O erro mais comum que vejo quando alguém pergunta sobre laser não ablativo é tratar o nome do aparelho como se ele já contivesse a resposta. Não contém. O mesmo comprimento de onda, com a mesma energia, mudou de resultado só por trocar o intervalo entre sessões de 2 para 4 semanas num ensaio controlado (Huang, 2025) — e a densidade de cobertura pesou mais que a energia tanto na resposta quanto no risco de mancha em outro estudo (Alexis, 2016). Isso não é uma falha do procedimento; é a prova de que ele é, de fato, calibrável — e que essa calibração é trabalho clínico, não escolha de catálogo. Quem decide energia, cobertura e intervalo para o seu caso é o profissional habilitado, depois de avaliar objetivo, fototipo e área.
- “Laser não ablativo” não é uma dose única: cada sessão é definida por energia (mJ), cobertura (% por camada) e intervalo entre sessões — três escolhas de protocolo, não uma característica fixa do aparelho.
- O achado central é anti-óbvio: com energia (5 mJ) e cobertura (~5%) idênticas, o grupo com intervalo de 4 semanas teve melhora de rugas maior que o de 2 semanas (p=0,0376) (Huang, Sheen, Liao, 2025).
- É um único RCT pequeno (n=20): aponta uma direção real, mas não vira regra universal de intervalo para todo protocolo, área ou energia.
- Densidade pesa mais que energia no risco: mesma energia e comprimento de onda, PIH em 5/7 pacientes com densidade alta contra 3/7 com densidade baixa (Alexis, 2016).
- O padrão se repete em revisão mais ampla: densidade de tratamento (MTZ/cm²) pesa mais que energia isolada no risco de PIH, especialmente em pele de cor (Kaushik & Alexis, 2017).
- Eventos leves são esperados, não incomuns: no RCT de intervalo, eritema (45%), sensibilidade (60%) e edema (51,7%) apareceram nas 60 sessões, a maioria resolvendo em cerca de 7 dias (Huang, 2025).
- É procedimento: quem calibra energia, cobertura, intervalo e número de sessões para o seu caso é o profissional habilitado, após avaliação individual.
Se o protocolo pesa tanto quanto o aparelho, a pergunta seguinte é: para quem faz sentido escolher o laser não ablativo — e quando o ablativo ainda seria a escolha mais indicada?

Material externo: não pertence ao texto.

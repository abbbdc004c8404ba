use std::io::{self, Stdout, Write};

use myrtio_light_sequencer::Rgb;
use smart_leds::SmartLedsWrite;

/// Strip drawn as one line of true-color cells
///
/// Long strips are sampled down to `columns` cells. Each write redraws the
/// line in place.
pub struct TerminalStrip {
    out: Stdout,
    columns: usize,
    line: String,
}

impl TerminalStrip {
    pub fn new(columns: usize) -> Self {
        Self {
            out: io::stdout(),
            columns: columns.max(1),
            line: String::new(),
        }
    }
}

impl SmartLedsWrite for TerminalStrip {
    type Error = io::Error;
    type Color = Rgb;

    fn write<T, I>(&mut self, iterator: T) -> Result<(), Self::Error>
    where
        T: IntoIterator<Item = I>,
        I: Into<Self::Color>,
    {
        let leds: Vec<Rgb> = iterator.into_iter().map(Into::into).collect();
        if leds.is_empty() {
            return Ok(());
        }

        self.line.clear();
        self.line.push('\r');
        let cells = self.columns.min(leds.len());
        for cell in 0..cells {
            let led = leds[cell * leds.len() / cells];
            self.line
                .push_str(&format!("\x1b[48;2;{};{};{}m ", led.r, led.g, led.b));
        }
        self.line.push_str("\x1b[0m");

        let mut out = self.out.lock();
        out.write_all(self.line.as_bytes())?;
        out.flush()
    }
}

impl Drop for TerminalStrip {
    fn drop(&mut self) {
        let mut out = self.out.lock();
        let _ = out.write_all(b"\x1b[0m\n");
        let _ = out.flush();
    }
}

É o tema da apostila 4 desta série. Leve estas leituras à avaliação: quem analisa sua pele e decide o protocolo do procedimento é o profissional habilitado.
- Huang CM, Sheen YS, Liao YH. Nonablative Fractional 1927-nm Laser for Periorbital Rejuvenation: A Prospective, Double-Arm, Open-Label Trial. J Cosmet Dermatol, 2025;24(6):e70274 — RCT aberto, n=20 (10/grupo), fototipos III–IV; 5 mJ, ~5% de cobertura por camada, 3 sessões; intervalo de 4 semanas com melhora de rugas superior ao de 2 semanas (p=0,0376); eventos em 60 sessões: eritema 45%, sensibilidade 60%, edema 51,7%.
- Alexis AF, Coley MK, Nijhawan RI, et al. Nonablative Fractional Laser Resurfacing for Acne Scarring in Patients With Fitzpatrick Skin Phototypes IV-VI. Dermatol Surg, 2016;42(3):392–402 — RCT split-face, n=7 por densidade (alta x baixa), 1550 nm; melhora significativa da cicatriz em ambos os grupos (p=0,0277); PIH em 5/7 (densidade alta) x 3/7 (densidade baixa) — densidade pesa mais que energia no risco.
- Kaushik SB, Alexis AF. Nonablative Fractional Laser Resurfacing in Skin of Color: Evidence-based Review. J Clin Aesthet Dermatol, 2017;10(6):51–67 — revisão de evidência; densidade de tratamento (MTZ/cm²) pesa mais que energia isolada no risco de PIH; estudo grande (fototipos I–V) registrou PIH em 0,73% dos casos, mais comum em pele de cor.